Perang Buton Dan Ternate
Dibawah kepemimpinan Sultan Baabullah, Kekuatan armada perang Kesultanan Ternate begitu menakutkan bagi kerajaan-kerajaan disekitarnya dan juga pada saat itulah kesultanan Ternate berhasil memperluas wilayah kekuasaannya. Kesuksesan Sultan Baabullah ini, menjadikan dirinya sebagai sultan yang berjulukan penguasa 72 pulau/negeri. Pada masa kejayaan Sultan Baabulah Datu Syah, kesultanan Ternate berambisi memperluas wilayah kekuasaannya dengan dalil penyebaran agama Islam. Ekspansi kesultanan Ternate ini menjadi ancaman bagi kerajaan-kerajaan disekitarnya, termasuk Buton, Selayar dan Gowa.
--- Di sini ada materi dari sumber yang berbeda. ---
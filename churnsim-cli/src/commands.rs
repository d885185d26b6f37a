use std::path::PathBuf;

use anyhow::Context;
use clap::{Args, Parser, Subcommand, ValueEnum};
use tracing::info;

use churnsim_config::{ChurnMode, ChurnsimConfig, ConfigError, DeviceType, ReseedPolicy};
use churnsim_simulator::Simulator;
use churnsim_telemetry::{EventLogger, MetricsRecorder};

use crate::error::CliError;

#[derive(Parser, Debug)]
#[command(name = "churnsim", version, about)]
pub struct Cli {
    #[command(subcommand)]
    pub command: Commands,
}

#[derive(Subcommand, Debug)]
pub enum Commands {
    /// Run a churn simulation over virtual time
    Simulate(SimulateArgs),
    /// Print the effective configuration as YAML
    Config(ConfigArgs),
}

#[derive(Copy, Clone, Debug, PartialEq, Eq, ValueEnum)]
pub enum ChurnArg {
    #[value(alias = "0")]
    Off,
    #[value(alias = "1")]
    Static,
    #[value(alias = "2")]
    Dynamic,
}

impl From<ChurnArg> for ChurnMode {
    fn from(arg: ChurnArg) -> Self {
        match arg {
            ChurnArg::Off => ChurnMode::Off,
            ChurnArg::Static => ChurnMode::StaticOnce,
            ChurnArg::Dynamic => ChurnMode::DynamicRecurring,
        }
    }
}

#[derive(Copy, Clone, Debug, PartialEq, Eq, ValueEnum)]
pub enum DeviceArg {
    Csma,
    Wifi,
    Loopback,
}

impl From<DeviceArg> for DeviceType {
    fn from(arg: DeviceArg) -> Self {
        match arg {
            DeviceArg::Csma => DeviceType::Csma,
            DeviceArg::Wifi => DeviceType::Wifi,
            DeviceArg::Loopback => DeviceType::Loopback,
        }
    }
}

#[derive(Copy, Clone, Debug, PartialEq, Eq, ValueEnum)]
pub enum ReseedArg {
    Once,
    #[value(alias = "per_epoch")]
    PerEpoch,
    #[value(alias = "wall_clock")]
    WallClock,
}

impl From<ReseedArg> for ReseedPolicy {
    fn from(arg: ReseedArg) -> Self {
        match arg {
            ReseedArg::Once => ReseedPolicy::Once,
            ReseedArg::PerEpoch => ReseedPolicy::PerEpoch,
            ReseedArg::WallClock => ReseedPolicy::WallClock,
        }
    }
}

/// Overrides applied on top of the loaded configuration.
#[derive(Args, Debug, Clone, Default)]
pub struct ConfigOverrides {
    /// Configuration file; without it `config/churnsim.yaml` and
    /// `config/<CHURNSIM_ENV>.yaml` are used when present
    #[arg(short, long)]
    pub config: Option<PathBuf>,
    /// Total number of nodes
    #[arg(long)]
    pub num_nodes: Option<usize>,
    /// Leading nodes exempt from churn (servers, attackers, monitors)
    #[arg(long)]
    pub none_devs_nodes: Option<usize>,
    /// Virtual run length in seconds
    #[arg(long)]
    pub total_time: Option<f64>,
    #[arg(long, value_enum)]
    pub churn: Option<ChurnArg>,
    #[arg(long, value_enum)]
    pub device: Option<DeviceArg>,
    /// Seconds between passes in dynamic mode
    #[arg(long)]
    pub interval: Option<f64>,
    #[arg(long)]
    pub seed: Option<u64>,
    #[arg(long, value_enum)]
    pub reseed: Option<ReseedArg>,
}

impl ConfigOverrides {
    /// Loads the configuration, applies the overrides and validates the result.
    pub fn resolve(&self) -> Result<ChurnsimConfig, ConfigError> {
        let config = match &self.config {
            Some(path) => ChurnsimConfig::load_from_path(path)?,
            None => ChurnsimConfig::load()?,
        };
        self.apply(config).validated()
    }

    pub fn apply(&self, mut config: ChurnsimConfig) -> ChurnsimConfig {
        if let Some(num_nodes) = self.num_nodes {
            config.topology.node_count = num_nodes;
        }
        if let Some(exempt) = self.none_devs_nodes {
            config.churn.exclusion_count = exempt;
        }
        if let Some(total_time) = self.total_time {
            config.simulation.total_time_secs = total_time;
        }
        if let Some(churn) = self.churn {
            config.churn.mode = churn.into();
        }
        if let Some(device) = self.device {
            config.topology.device = device.into();
        }
        if let Some(interval) = self.interval {
            config.churn.interval_secs = interval;
        }
        if let Some(seed) = self.seed {
            config.simulation.seed = seed;
        }
        if let Some(reseed) = self.reseed {
            config.churn.reseed = reseed.into();
        }
        config
    }
}

#[derive(Args, Debug, Clone)]
pub struct SimulateArgs {
    #[command(flatten)]
    pub overrides: ConfigOverrides,
    /// Expected run digest; a mismatch fails the command
    #[arg(long)]
    pub validate_hash: Option<String>,
    /// Print Prometheus metrics when the run ends
    #[arg(long)]
    pub metrics: bool,
}

#[derive(Args, Debug, Clone)]
pub struct ConfigArgs {
    #[command(flatten)]
    pub overrides: ConfigOverrides,
}

pub fn run_command(cli: Cli) -> anyhow::Result<()> {
    match cli.command {
        Commands::Simulate(args) => run_simulation_mode(args),
        Commands::Config(args) => print_config(args),
    }
}

fn run_simulation_mode(args: SimulateArgs) -> anyhow::Result<()> {
    let config = args.overrides.resolve().context("Invalid configuration")?;
    EventLogger::init(&config.telemetry.log_level);

    let metrics = if args.metrics || config.telemetry.metrics {
        Some(MetricsRecorder::new()?)
    } else {
        None
    };

    let mut simulator = Simulator::from_config(&config, metrics.clone())?;
    let summary = simulator.run()?;
    info!("Simulation complete. State hash: {}", summary.digest);

    println!(
        "passes={} rearms={} churned_nodes={} enabled_nodes={} stopped_at={:.1}s",
        summary.passes,
        summary.rearms_delivered,
        summary.churned_nodes,
        summary.enabled_nodes,
        summary.stopped_at.as_secs_f64()
    );
    println!("digest={}", summary.digest);

    if let Some(metrics) = metrics {
        print!("{}", metrics.gather_metrics()?);
    }

    if let Some(expected) = args.validate_hash {
        if !expected.eq_ignore_ascii_case(&summary.digest) {
            return Err(CliError::HashMismatch {
                expected,
                actual: summary.digest,
            }
            .into());
        }
    }
    Ok(())
}

fn print_config(args: ConfigArgs) -> anyhow::Result<()> {
    let config = args.overrides.resolve().context("Invalid configuration")?;
    print!("{}", serde_yaml::to_string(&config)?);
    Ok(())
}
Pada tahun 1580!, pasukan ternate yang mengekspansi Kesultanan Buton, kemudian berhasil menduduki salah satu wilayah barata Kesultanan Buton, yaitu Kerajaan Muna (Pansiano). Semenjak saat itu, VOC yang baru menginjakan kakinya di Nusantara mengaggab bahwa Kesultanan Buton merupakan wilayah dari Maluku (kesultanan Ternate).